As modern IoT devices, printers are capable of pretty much anything. They can print, scan, email and copy. What they are actually doing is processing and often storing all the data that passes through them. This data includes client contracts, confidential employee records, credit card details, financial transactions and a host of other classified information. So if printers retain all this critical data, why don’t we secure them?
The answer is straightforward. Unlike the computing devices of an IT infrastructure, printers are seen as peripheral devices, often installed outside the network firewall. Nowadays, it’s easy to buy a printer, configure it to your network and you’re ready to go. Your online printer will deliver quietly in the background, out of sight, unlike your laptop or smartphone. But out of sight doesn’t mean out of mind. Here’s why…

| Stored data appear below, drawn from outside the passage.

use std::time::Duration;

use log::debug;
use url::Url;

use crate::common::CameraList;
use crate::error::{SyncError, SyncResult};

// A listing of a few thousand cameras is well under this.
pub const MAX_REGISTRY_BODY: usize = 8 * 1024 * 1024;


/// Anything that can hand over the current desired camera set.
#[rocket::async_trait]
pub trait CameraSource: Send + Sync {
	async fn fetch_cameras(&self) -> SyncResult<CameraList>;
}

#[derive(Clone)]
pub struct Credentials {
	pub username: String,
	pub password: Option<String>,
}

/// Reads the camera list from the registry's HTTP listing endpoint.
pub struct RegistryClient {
	http: reqwest::Client,
	endpoint: Url,
	credentials: Option<Credentials>,
	max_body: usize,
}

// The registry also sends `count`, which we don't need.
#[derive(Deserialize)]
struct RegistryResponse {
	#[serde(default)]
	success: Option<bool>,
	#[serde(default)]
	error: Option<String>,
	#[serde(default)]
	cameras: Option<CameraList>,
}

impl RegistryClient {
	pub fn new(endpoint: Url, credentials: Option<Credentials>, timeout: Duration) -> reqwest::Result<RegistryClient> {
		let http = reqwest::Client::builder()
			.timeout(timeout)
			.build()?;
		Ok(RegistryClient { http, endpoint, credentials, max_body: MAX_REGISTRY_BODY })
	}

	pub fn with_max_body(mut self, max_body: usize) -> RegistryClient {
		self.max_body = max_body;
		self
	}

	async fn read_body(&self, mut response: reqwest::Response) -> SyncResult<Vec<u8>> {
		let too_large = || SyncError::RegistryMalformedResponse(format!("response body exceeds {} bytes", self.max_body));
		if response.content_length().map_or(false, |length| length > self.max_body as u64) {
			return Err(too_large());
		}

		let mut body = Vec::new();
		while let Some(chunk) = response.chunk().await
			.map_err(|err| SyncError::RegistryUnavailable(err.to_string()))?
		{
			if body.len() + chunk.len() > self.max_body {
				return Err(too_large());
			}
			body.extend_from_slice(&chunk);
		}
		Ok(body)
	}
}

#[rocket::async_trait]
impl CameraSource for RegistryClient {
	async fn fetch_cameras(&self) -> SyncResult<CameraList> {
		let mut request = self.http.get(self.endpoint.clone());
		if let Some(credentials) = &self.credentials {
			request = request.basic_auth(&credentials.username, credentials.password.as_ref());
		}

		let response = request.send().await
			.map_err(|err| SyncError::RegistryUnavailable(err.to_string()))?;
		let status = response.status();
		if !status.is_success() {
			return Err(SyncError::RegistryUnavailable(format!("{} answered HTTP {}", self.endpoint, status)));
		}
		let body = self.read_body(response).await?;

		let cameras = parse_response(&body)?;
		debug!("Registry listed {} cameras", cameras.len());
		Ok(cameras)
	}
}

pub fn parse_response(body: &[u8]) -> SyncResult<CameraList> {
	let response: RegistryResponse = serde_json::from_slice(body)
		.map_err(|err| SyncError::RegistryMalformedResponse(err.to_string()))?;

	// The registry answers with success=false when its own lookup failed; that's an outage, not bad data.
	if response.success == Some(false) {
		let reason = response.error.unwrap_or_else(|| "registry reported failure".to_string());
		return Err(SyncError::RegistryUnavailable(reason));
	}
	response.cameras
		.ok_or_else(|| SyncError::RegistryMalformedResponse("missing field `cameras`".to_string()))
}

Hackers like to make a meal of any IT vulnerability that they can exploit. Unsecured printers are no exception. When printers are located beyond the perimeters of your network firewall, or if printer security is inactive, hackers can easily intercept documents which can be routed to their own cloud storage facility. Worse still, is that hackers can remotely control your printer, delaying printing, disrupting your business operations, and compromising data security.
The Ponemon Institute, an organisation focusing on independent research on data protection and privacy, reports that 29,000 printers on university campuses across the United States were recently hacked. On this side of the pond, at the Ruhr University Bochum in Germany, 20 different makes of printer were put under the security spotlight. Each model was vulnerable to at least one form of attack.
What can you do to improve your printer security? Check out these recommendations:
- • Make an inventory of all the printers in your IT network. As we said, printers tend to be ‘out of sight’ devices or hidden endpoints. They should be visible and accounted for.
- • Decide which printers need internet access. You may have several machines online that are never used, increasing the vulnerability of your network. Disconnect them or switch them off.
- • Many printers are vulnerable to hacking because they are online in a default configuration mode. Use non-default, strong passwords and change these regularly.
- • Manufacturers tend to be lazy to build or release updates or patches for printers. Check that you have the printer firmware is up to date. If firmware updates are no longer available, it might be time to invest in a new printer.
‘Please don’t hack my insecure printer’, you cry out to a hacker. It’s unlikely that they’ll listen or care. Cyber-criminals are after money and your company data is an excellent source of cash. Be proactive about your printer security today. You’ll be keeping your data safe and your business out of the hands of hackers.